United Kingdom — FCA expectations and the ethnicity pricing concern

In the UK, the FCA has been explicit about its concerns with AI-driven insurance pricing. FCA Chief Executive Nikhil Rathi has publicly warned that AI hyper-personalisation in insurance could result in certain customers becoming effectively uninsurable or facing discrimination through algorithmic bias. The FCA found in its investigation of general insurance pricing practices that some firms were using datasets — including third-party purchased data — that could implicitly relate to race or ethnicity, producing a so-called "ethnicity penalty" where people from minority ethnic backgrounds pay more for equivalent coverage.

Under the Consumer Duty (in force since July 2023), FCA-authorised insurers must deliver good outcomes for retail customers and be able to demonstrate that their pricing is fair. An insurer that cannot explain why a specific customer is paying a specific premium — including the role of AI in that calculation — is in a poor position to demonstrate Consumer Duty compliance. The ICO has confirmed that AI pricing systems that process personal data must comply with GDPR fairness principles, meaning pricing must not produce outcomes that are unjustifiably harmful or that discriminate on protected characteristics.

United States — NAIC model bulletin and state-level requirements

In the US, insurance regulation is primarily state-level. The National Association of Insurance Commissioners (NAIC) issued a Model Bulletin on the Use of Artificial Intelligence Systems by Insurers in December 2023, which has been adopted by approximately 25 states. The bulletin establishes governance expectations including: board-approved AI strategy; AI inventory; bias testing of models before and after deployment (with a finding in 2025 that nearly one-third of health insurers were not regularly testing for bias); and explainability mechanisms when AI affects pricing or claims decisions.

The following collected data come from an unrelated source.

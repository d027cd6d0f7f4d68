//! Creation, modification and publishing contexts.
//!
//! Each context is a `(date, user)` value object with millisecond-truncated
//! timestamps. Contexts serialize into the `<created>`, `<modified>` and
//! `<published>` blocks of a resource XML document and parse back without
//! loss:
//!
//! ```xml
//! <created>
//!   <user id="jdoe" realm="pressroom">John Doe</user>
//!   <date>2026/01/07 08:52:52.000 GMT</date>
//! </created>
//! <published>
//!   <user id="amelie" realm="pressroom"/>
//!   <from>2026/01/07 09:00:00.000 GMT</from>
//!   <to>2026/02/01 00:00:00.000 GMT</to>
//! </published>
//! ```

use time::OffsetDateTime;

use crate::util::dates::{format_xml_date, parse_xml_date, truncate_to_millis};
use crate::util::xml::XmlNode;

use super::error::DomainError;
use super::user::User;

#[derive(Debug, Clone, PartialEq)]
pub struct CreationContext {
    creator: Option<User>,
    date: OffsetDateTime,
}

impl CreationContext {
    pub fn new(creator: Option<User>, date: OffsetDateTime) -> Self {
        Self {
            creator,
            date: truncate_to_millis(date),
        }
    }

    pub fn now(creator: Option<User>) -> Self {
        Self::new(creator, OffsetDateTime::now_utc())
    }

    pub fn creator(&self) -> Option<&User> {
        self.creator.as_ref()
    }

    pub fn date(&self) -> OffsetDateTime {
        self.date
    }

    pub fn set_created(&mut self, creator: Option<User>, date: OffsetDateTime) {
        self.creator = creator;
        self.date = truncate_to_millis(date);
    }

    pub fn to_xml(&self) -> String {
        let mut out = String::from("<created>");
        if let Some(creator) = &self.creator {
            out.push_str(&creator.to_xml());
        }
        out.push_str(&format!("<date>{}</date>", format_xml_date(self.date)));
        out.push_str("</created>");
        out
    }

    pub fn from_xml(node: &XmlNode) -> Result<Self, DomainError> {
        let (user, date) = parse_dated_block(node, "created")?;
        let date =
            date.ok_or_else(|| DomainError::validation("created block is missing its date"))?;
        Ok(Self::new(user, date))
    }
}

#[derive(Debug, Clone, PartialEq)]
pub struct ModificationContext {
    modifier: Option<User>,
    date: OffsetDateTime,
}

impl ModificationContext {
    pub fn new(modifier: Option<User>, date: OffsetDateTime) -> Self {
        Self {
            modifier,
            date: truncate_to_millis(date),
        }
    }

    pub fn now(modifier: Option<User>) -> Self {
        Self::new(modifier, OffsetDateTime::now_utc())
    }

    pub fn modifier(&self) -> Option<&User> {
        self.modifier.as_ref()
    }

    pub fn date(&self) -> OffsetDateTime {
        self.date
    }

    pub fn set_modified(&mut self, modifier: Option<User>, date: OffsetDateTime) {
        self.modifier = modifier;
        self.date = truncate_to_millis(date);
    }

    pub fn to_xml(&self) -> String {
        let mut out = String::from("<modified>");
        if let Some(modifier) = &self.modifier {
            out.push_str(&modifier.to_xml());
        }
        out.push_str(&format!("<date>{}</date>", format_xml_date(self.date)));
        out.push_str("</modified>");
        out
    }

    pub fn from_xml(node: &XmlNode) -> Result<Self, DomainError> {
        let (user, date) = parse_dated_block(node, "modified")?;
        let date =
            date.ok_or_else(|| DomainError::validation("modified block is missing its date"))?;
        Ok(Self::new(user, date))
    }
}

/// Publication window and the user who opened it.
///
/// An empty `from` means "published since forever", an empty `to` means
/// "published forever". A context without a publisher is considered
/// unpublished and serializes to nothing.
#[derive(Debug, Clone, Default, PartialEq)]
pub struct PublishingContext {
    publisher: Option<User>,
    from: Option<OffsetDateTime>,
    to: Option<OffsetDateTime>,
}

impl PublishingContext {
    pub fn new() -> Self {
        Self::default()
    }

    pub fn publisher(&self) -> Option<&User> {
        self.publisher.as_ref()
    }

    pub fn publish_from(&self) -> Option<OffsetDateTime> {
        self.from
    }

    pub fn publish_to(&self) -> Option<OffsetDateTime> {
        self.to
    }

    /// Open a publication window.
    ///
    /// Rejects windows where the start lies after the end.
    pub fn set_published(
        &mut self,
        publisher: User,
        from: Option<OffsetDateTime>,
        to: Option<OffsetDateTime>,
    ) -> Result<(), DomainError> {
        if let (Some(from), Some(to)) = (from, to)
            && from > to
        {
            return Err(DomainError::validation(
                "publishing start date is after the end date",
            ));
        }
        self.publisher = Some(publisher);
        self.from = from.map(truncate_to_millis);
        self.to = to.map(truncate_to_millis);
        Ok(())
    }

    /// Clear publisher and window.
    pub fn clear(&mut self) {
        self.publisher = None;
        self.from = None;
        self.to = None;
    }

    pub fn is_published_at(&self, date: OffsetDateTime) -> bool {
        if self.publisher.is_none() {
            return false;
        }
        let from_ok = self.from.is_none_or(|from| from <= date);
        let to_ok = self.to.is_none_or(|to| date < to);
        from_ok && to_ok
    }

    pub fn is_published_now(&self) -> bool {
        self.is_published_at(OffsetDateTime::now_utc())
    }

    pub fn to_xml(&self) -> String {
        let Some(publisher) = &self.publisher else {
            return String::new();
        };
        let mut out = String::from("<published>");
        out.push_str(&publisher.to_xml());
        if let Some(from) = self.from {
            out.push_str(&format!("<from>{}</from>", format_xml_date(from)));
        }
        if let Some(to) = self.to {
            out.push_str(&format!("<to>{}</to>", format_xml_date(to)));
        }
        out.push_str("</published>");
        out
    }

    pub fn from_xml(node: &XmlNode) -> Result<Self, DomainError> {
        if node.name != "published" {
            return Err(DomainError::validation(format!(
                "expected a published block, found `{}`",
                node.name
            )));
        }
        let publisher = node
            .child("user")
            .map(User::from_xml)
            .transpose()?
            .ok_or_else(|| DomainError::validation("published block is missing its user"))?;
        let from = node
            .child_text("from")
            .map(parse_xml_date)
            .transpose()
            .map_err(|err| {
                DomainError::validation(format!("publishing start date cannot be parsed: {err}"))
            })?;
        let to = node
            .child_text("to")
            .map(parse_xml_date)
            .transpose()
            .map_err(|err| {
                DomainError::validation(format!("publishing end date cannot be parsed: {err}"))
            })?;
        let mut context = Self::new();
        context
            .set_published(publisher, from, to)
            .map_err(|_| DomainError::validation("publishing window is inverted"))?;
        Ok(context)
    }
}

fn parse_dated_block(
    node: &XmlNode,
    expected: &str,
) -> Result<(Option<User>, Option<OffsetDateTime>), DomainError> {
    if node.name != expected {
        return Err(DomainError::validation(format!(
            "expected a `{expected}` block, found `{}`",
            node.name
        )));
    }
    let user = node.child("user").map(User::from_xml).transpose()?;
    let date = node
        .child_text("date")
        .map(parse_xml_date)
        .transpose()
        .map_err(|err| DomainError::validation(format!("date cannot be parsed: {err}")))?;
    Ok((user, date))
}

Colorado's AI Act (effective 1 February 2026) specifically requires insurers to implement governance and testing procedures to prevent unfair discrimination in AI pricing and underwriting. Several other states have or are considering similar requirements. Where an AI pricing decision results in discriminatory outcomes based on protected characteristics, state insurance commissioners have authority to require insurers to correct their models and to impose penalties.

A significant 2025 legal development: homeowners in Alabama filed a class action against State Farm alleging that AI algorithms in claims processing produced discriminatory outcomes disproportionately affecting Black policyholders (Kelly v. State Farm Fire & Casualty Co.). The insurance industry is watching this and similar cases closely as indicators of where consumer litigation risk concentrates around AI pricing and claims systems.

What you can do if you think AI insurance pricing is unfair

Your practical options depend on jurisdiction. In the EU: you can request that a solely automated pricing decision affecting you significantly be reviewed by a human, and request an explanation of the data and logic used. You can complain to your national data protection authority if you believe your GDPR rights have been violated, and to your national insurance regulator if you believe pricing is unfair or discriminatory.

In the UK: you can complain to the FCA (via the Financial Ombudsman Service for retail complaints) if you believe your insurer's AI pricing has produced an unfair outcome or cannot be explained. You can ask your insurer specifically what data was used to calculate your premium and whether any third-party data sources were involved.

In the US: you can file a complaint with your state insurance commissioner if you believe AI pricing has produced discriminatory outcomes. You can also request the specific reasons for adverse underwriting decisions from your insurer, and request access to your insurance score and the data used to calculate it where state law permits.

In Australia: you can request information about automated decisions affecting your insurance under the Privacy Act's access and correction rights, and lodge a complaint with the OAIC or AFCA if you believe your rights have been violated.